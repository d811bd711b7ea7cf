use anyhow::{Context, Result};
use std::fs;
use std::path::Path;

use crate::error::PipelineError;

pub type Archive = zip::ZipArchive<fs::File>;

/// Unpacks every entry of `zip_path` into `extract_dir`.
pub fn extract_zip(zip_path: &Path, extract_dir: &Path) -> Result<()> {
    let archive = open_archive(zip_path)?;
    unpack_archive(archive, extract_dir)
}

/// Opens `zip_path` and reads its central directory. Nothing on disk changes.
pub fn open_archive(zip_path: &Path) -> Result<Archive> {
    let file = fs::File::open(zip_path).context("Failed to open ZIP file")?;

    let archive = zip::ZipArchive::new(file).map_err(|e| PipelineError::Extraction {
        reason: format!("failed to read ZIP archive {:?}: {}", zip_path, e),
    })?;

    Ok(archive)
}

/// Replaces `extract_dir` with the contents of `archive`.
///
/// An existing `extract_dir` is removed first so entries from an earlier run
/// never survive. Entry names are sanitised: root and `..` components are
/// dropped, so `../escape.txt` lands at `extract_dir/escape.txt`.
pub fn unpack_archive(mut archive: Archive, extract_dir: &Path) -> Result<()> {
    log::info!("Extracting {} entries to {:?}", archive.len(), extract_dir);

    if extract_dir.exists() {
        log::debug!("Removing previous extraction at {:?}", extract_dir);
        fs::remove_dir_all(extract_dir).context("Failed to clear extraction directory")?;
    }
    fs::create_dir_all(extract_dir).context("Failed to create extraction directory")?;

    let mut extracted = 0usize;
    for i in 0..archive.len() {
        let mut file = archive.by_index(i).map_err(|e| PipelineError::Extraction {
            reason: format!("failed to read entry {}: {}", i, e),
        })?;

        let outpath = extract_dir.join(file.mangled_name());

        if file.is_dir() {
            fs::create_dir_all(&outpath)?;
            continue;
        }

        if let Some(p) = outpath.parent() {
            fs::create_dir_all(p)?;
        }
        let mut outfile = fs::File::create(&outpath)
            .with_context(|| format!("Failed to create extracted file {:?}", outpath))?;
        std::io::copy(&mut file, &mut outfile).map_err(|e| PipelineError::Extraction {
            reason: format!("failed to write {}: {}", file.name(), e),
        })?;

        #[cfg(unix)]
        {
            use std::os::unix::fs::PermissionsExt;
            if let Some(mode) = file.unix_mode() {
                fs::set_permissions(&outpath, fs::Permissions::from_mode(mode))?;
            }
        }

        extracted += 1;
    }

    log::info!("ZIP extraction completed: {} file(s)", extracted);
    Ok(())
}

- [YOUR ASSIGNMENT]
Copy out all of the records verbatim.

- [EXERCISE SOLUTION]
repository d811bd711b7ea7cf
use anyhow::{Context, Result};
use std::fs;
use std::path::Path;

use crate::error::PipelineError;

pub type Archive = zip::ZipArchive<fs::File>;

/// Unpacks every entry of `zip_path` into `extract_dir`.
pub fn extract_zip(zip_path: &Path, extract_dir: &Path) -> Result<()> {
    let archive = open_archive(zip_path)?;
    unpack_archive(archive, extract_dir)
}

/// Opens `zip_path` and reads its central directory. Nothing on disk changes.
pub fn open_archive(zip_path: &Path) -> Result<Archive> {
    let file = fs::File::open(zip_path).context("Failed to open ZIP file")?;

    let archive = zip::ZipArchive::new(file).map_err(|e| PipelineError::Extraction {
        reason: format!("failed to read ZIP archive {:?}: {}", zip_path, e),
    })?;

    Ok(archive)
}

/// Replaces `extract_dir` with the contents of `archive`.
///
/// An existing `extract_dir` is removed first so entries from an earlier run
/// never survive. Entry names are sanitised: root and `..` components are
/// dropped, so `../escape.txt` lands at `extract_dir/escape.txt`.
pub fn unpack_archive(mut archive: Archive, extract_dir: &Path) -> Result<()> {
    log::info!("Extracting {} entries to {:?}", archive.len(), extract_dir);

    if extract_dir.exists() {
        log::debug!("Removing previous extraction at {:?}", extract_dir);
        fs::remove_dir_all(extract_dir).context("Failed to clear extraction directory")?;
    }
    fs::create_dir_all(extract_dir).context("Failed to create extraction directory")?;

    let mut extracted = 0usize;
    for i in 0..archive.len() {
        let mut file = archive.by_index(i).map_err(|e| PipelineError::Extraction {
            reason: format!("failed to read entry {}: {}", i, e),
        })?;

        let outpath = extract_dir.join(file.mangled_name());

        if file.is_dir() {
            fs::create_dir_all(&outpath)?;
            continue;
        }

        if let Some(p) = outpath.parent() {
            fs::create_dir_all(p)?;
        }
        let mut outfile = fs::File::create(&outpath)
            .with_context(|| format!("Failed to create extracted file {:?}", outpath))?;
        std::io::copy(&mut file, &mut outfile).map_err(|e| PipelineError::Extraction {
            reason: format!("failed to write {}: {}", file.name(), e),
        })?;

        #[cfg(unix)]
        {
            use std::os::unix::fs::PermissionsExt;
            if let Some(mode) = file.unix_mode() {
                fs::set_permissions(&outpath, fs::Permissions::from_mode(mode))?;
            }
        }

        extracted += 1;
    }

    log::info!("ZIP extraction completed: {} file(s)", extracted);
    Ok(())
}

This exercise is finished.